Reservations, Great Plains and rural counties ripe for decentralized trials: Milken report

Contract research organizations aiming to get into the decentralized trials game in the U.S. may find the biggest opportunity in the Great Plains and on Native American reservations—parts of the country with high disease prevalence but where patients likely have to travel long distances to participate in a clinical trial, a Milken Institute report (PDF) published June 24 suggests.

"If you're a CRO looking at decentralized trials then it's not just a logistical question of how, but also a question of where,” Andrew Friedson, Ph.D., director of the research department at Milken and the lead author on the report, told Fierce CRO in an email. “High distance/low access is part of the equation, the other part is which of these places has a denser than average patient population."

The report puts concrete figures and an interactive map behind a public health issue that’s well known to researchers, clinicians and politicians. Rural areas have higher rates of cancer, diabetes, stroke and lung disease than urban areas but lower access to care that could treat those conditions, including clinical trials. Distance from a trial isn't the only barrier to trial participation, but it's an important determinant with clear remedies, Milken researchers noted in the report. 

The study utilized data on trial locations from the Clinical Trials Transformation Initiative’s Aggregate Analysis of the database. Researchers collected data from all phase 2 and 3 trials registered between Jan. 1, 2017 and Sept. 30, 2023, encompassing nearly 14,600 studies total. When the data were restricted to U.S. sites, the researchers came out with about 256,600 study site and trial combinations, as many trials use multiple sites. They then matched each site to the county where it was conducted, finding about 1,200 counties had at least one site. 

The researchers then repeated the process for 30 diseases, including cancer, diabetes, substance abuse disorder, Alzheimer’s and more. In total, they found that less than 1% of the population lived farther than 60 miles away from a clinical trial for any disease—or, in other words, was “remote” from a clinical trial. However, there were plenty of counties that had high prevalence for a disease but were remote from a clinical trial targeting it. 

“Living within 60 miles of a phase 2 or 3 clinical trial does not mean that the clinical trial a person lives near is relevant to their health issues,” the researchers wrote in the report. “Being close to cutting-edge research for cancer treatment does not help someone who would benefit from being close to cutting-edge research for the treatment of Alzheimer’s disease.” 

People living in remote counties accounted for the largest share of the population living with hepatitis C, sickle cell disease and substance abuse disorder, the report found. Substance abuse disorder had the largest population of people living in remote counties, with more than 55% of the U.S. population living more than 60 miles away from a county where a phase 2 or 3 trial was taking place. 

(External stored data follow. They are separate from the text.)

//! OpenAI-compatible gateway, `POST {base_url}/chat/completions`.
//!
//! Works with OpenAI, vLLM, LM Studio, OpenCode/BigModel and anything else
//! that speaks the chat completions format.

use async_trait::async_trait;

use super::{http_client, non_empty, post_json, GatewayConfig, ModelGateway, Payload, RawResponse};
use crate::error::AgentError;

pub struct OpenAiGateway {
    client: reqwest::Client,
    base_url: String,
    api_key: Option<String>,
    model: String,
    temperature: Option<f64>,
    max_tokens: Option<u32>,
}

impl OpenAiGateway {
    pub fn new(config: &GatewayConfig) -> Self {
        Self {
            client: http_client(config.timeout_secs),
            base_url: config.base_url(),
            api_key: config.api_key().map(str::to_string),
            model: config.model.clone(),
            temperature: config.temperature,
            max_tokens: config.max_tokens,
        }
    }
}

#[async_trait]
impl ModelGateway for OpenAiGateway {
    fn name(&self) -> &str {
        "openai"
    }

    fn prepare_payload(&self, user_text: &str, system_prompt: &str) -> Payload {
        let mut messages = vec![];

        if !system_prompt.is_empty() {
            messages.push(serde_json::json!({
                "role": "system",
                "content": system_prompt
            }));
        }

        messages.push(serde_json::json!({
            "role": "user",
            "content": user_text
        }));

        let mut body = serde_json::json!({
            "model": self.model,
            "messages": messages
        });

        if let Some(temp) = self.temperature {
            body["temperature"] = serde_json::Value::Number(
                serde_json::Number::from_f64(temp).unwrap_or_else(|| serde_json::Number::from(0)),
            );
        }
        if let Some(max_tokens) = self.max_tokens {
            body["max_tokens"] = serde_json::Value::from(max_tokens);
        }

        Payload { body }
    }

    async fn send(&self, payload: Payload) -> Result<RawResponse, AgentError> {
        let url = format!("{}/chat/completions", self.base_url);
        tracing::debug!("[Gateway] Calling OpenAI-compatible API: {} (model: {})", url, self.model);

        let mut request = self.client.post(&url);
        if let Some(key) = &self.api_key {
            request = request.header("Authorization", format!("Bearer {}", key));
        }
        post_json(self.name(), request, &payload).await
    }

    fn extract_content(&self, response: &RawResponse) -> Result<String, AgentError> {
        let content = response
            .body
            .get("choices")
            .and_then(|c| c.as_array())
            .and_then(|arr| arr.first())
            .and_then(|choice| choice.get("message"))
            .and_then(|msg| msg.get("content"))
            .and_then(|c| c.as_str())
            .ok_or_else(|| {
                AgentError::malformed(self.name(), "missing 'choices[0].message.content' field")
            })?;
        non_empty(self.name(), "choices[0].message.content", content)
    }
}
//! Prompt construction: template rendering, turn delimiters and the
//! built-in role prompts.

pub mod builtin;
pub mod template;
pub mod turns;

pub use template::{referenced_placeholders, render, PromptVars};
pub use turns::TurnDelimiters;

/// Placeholder names shared across roles.
pub mod placeholders {
    pub const DATETIME: &str = "datetime";
    pub const FEEDBACK: &str = "feedback";
    pub const CONTROLM_JOB: &str = "controlm_job";
    pub const LINT: &str = "lint";
}
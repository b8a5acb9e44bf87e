//! `jobplay convert`: run one job through the convert/review loop.

use jobplay_core::feedback::{FeedbackLoop, SessionReport};
use jobplay_core::mapping::playbook_from_job;
use jobplay_core::models::JobDefinition;

use super::{playbook_file_text, read_input, truncate, AppContext, Completion};

#[derive(Debug, Clone, Default)]
pub struct ConvertOptions {
    pub job_file: String,
    /// Playbook destination; stdout when absent
    pub output: Option<String>,
    pub max_attempts: Option<u32>,
    pub lint_cmd: Option<String>,
    pub no_lint: bool,
    /// Write the session report as JSON here
    pub report: Option<String>,
}

pub async fn run(ctx: &AppContext, opts: &ConvertOptions) -> Result<Completion, String> {
    let job_text = read_input(&opts.job_file)?;
    let flow = ctx.feedback_loop(opts.max_attempts, opts.lint_cmd.as_deref(), opts.no_lint)?;

    let report = execute(&flow, &job_text).await?;
    print_summary(&report);

    write_playbook(opts.output.as_deref(), &playbook_file_text(&report.playbook))?;
    if let Some(path) = &opts.report {
        write_report(path, &report)?;
    }

    Ok(if report.converged() {
        Completion::Success
    } else {
        Completion::Unconverged
    })
}

/// Run a session and flatten its error for the command boundary.
pub async fn execute(flow: &FeedbackLoop, job_text: &str) -> Result<SessionReport, String> {
    flow.run(job_text).await.map_err(|e| e.to_string())
}

/// Map the job with the deterministic rules; no model involved.
pub fn offline(job_file: &str, output: Option<&str>) -> Result<Completion, String> {
    let job = JobDefinition::from_json(&read_input(job_file)?)?;
    let playbook = playbook_from_job(&job).map_err(|e| e.to_string())?;
    write_playbook(output, &playbook.to_yaml()?)?;
    eprintln!("✅ Mapped '{}' without a model", job.job_name);
    Ok(Completion::Success)
}

pub fn print_summary(report: &SessionReport) {
    eprintln!(
        "── Session {} ({}) ──",
        report.session_id,
        report.job_name.as_deref().unwrap_or("unnamed job")
    );
    for attempt in &report.attempts {
        let reviewed = if attempt.reviewed() { "" } else { " (review skipped)" };
        eprintln!(
            "   Attempt {}: {}{} — {}",
            attempt.attempt,
            attempt.verdict.status,
            reviewed,
            truncate(&attempt.verdict.comments, 60)
        );
        for warning in &attempt.warnings {
            eprintln!("   ⚠️  {}", warning);
        }
    }

    if report.converged() {
        eprintln!(
            "✅ Converged after {} attempt(s) in {}ms",
            report.attempts.len(),
            report.duration_ms()
        );
    } else {
        eprintln!("❌ Not valid after {} attempt(s); remaining improvements:", report.attempts.len());
        for item in &report.verdict.improvements {
            eprintln!("   - {}", truncate(item, 100));
        }
    }
}

pub fn write_playbook(output: Option<&str>, text: &str) -> Result<(), String> {
    match output {
        Some(path) => {
            std::fs::write(path, text).map_err(|e| format!("Failed to write '{}': {}", path, e))?;
            eprintln!("📄 Playbook written to {}", path);
        }
        None => print!("{}", text),
    }
    Ok(())
}

pub fn write_report(path: &str, report: &SessionReport) -> Result<(), String> {
    let json = serde_json::to_string_pretty(report)
        .map_err(|e| format!("Failed to serialize report: {}", e))?;
    std::fs::write(path, json).map_err(|e| format!("Failed to write '{}': {}", path, e))
}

In terms of demographics, remote counties were home to higher proportions of Native Americans than non-remote counties—Native Americans made up 8.1% of remote counties but less than 1% of counties that were within 60 miles of a trial. This was aligned with what Milken called the “community profiles” of remote counties: The average residents of Great Plains counties and Native reservations often lived more than 120 miles from a phase 2 or 3 trial. 

The study identified many counties with a high prevalence of cancer, chronic obstructive pulmonary disease (COPD), diabetes and Alzheimer’s but low access to clinical trials on treatments for those conditions. Regions with high rates of cancer and low cancer trial access tended to be clustered in Plains states and portions of Montana, Idaho and the Dakotas, while remote counties with high rates of COPD were concentrated in Southeastern states near the southern Mississippi river. A large portion of New Mexico had a high prevalence of diabetes but few diabetes trials. Central and southern states had the highest numbers of counties with high Alzheimer's prevalence but low access to trials for the condition.  

Other characteristics of remote regions were higher poverty rates, lower health insurance enrollment and a larger proportion of veterans, the report found. And, while there were relatively more Native Americans in remote counties than non-remote ones, most residents of remote counties were white or Latino. That suggests that factors other than physical distance from a trial, at least in the way it was measured in the study, may account for low trial participation among Black and Asian populations, according to the report.

There are some limitations to the study, the researchers noted. While the focus on mid- and late-stage trials was meant to be a proxy for the time commitment for study participation, there are other types of trials, like trials for nondrug interventions, that weren’t captured by the analysis. Furthermore, just because someone lives in a non-remote area doesn’t mean they have a short travel time to a study site or won’t be impeded by transportation issues. 

Ultimately, high-prevalence remote counties are an opportunity for expanding trial access, according to the researchers’ findings. Strategies for expanding access, such as decentralized clinical trials, would have “larger-than-average returns,” the report read.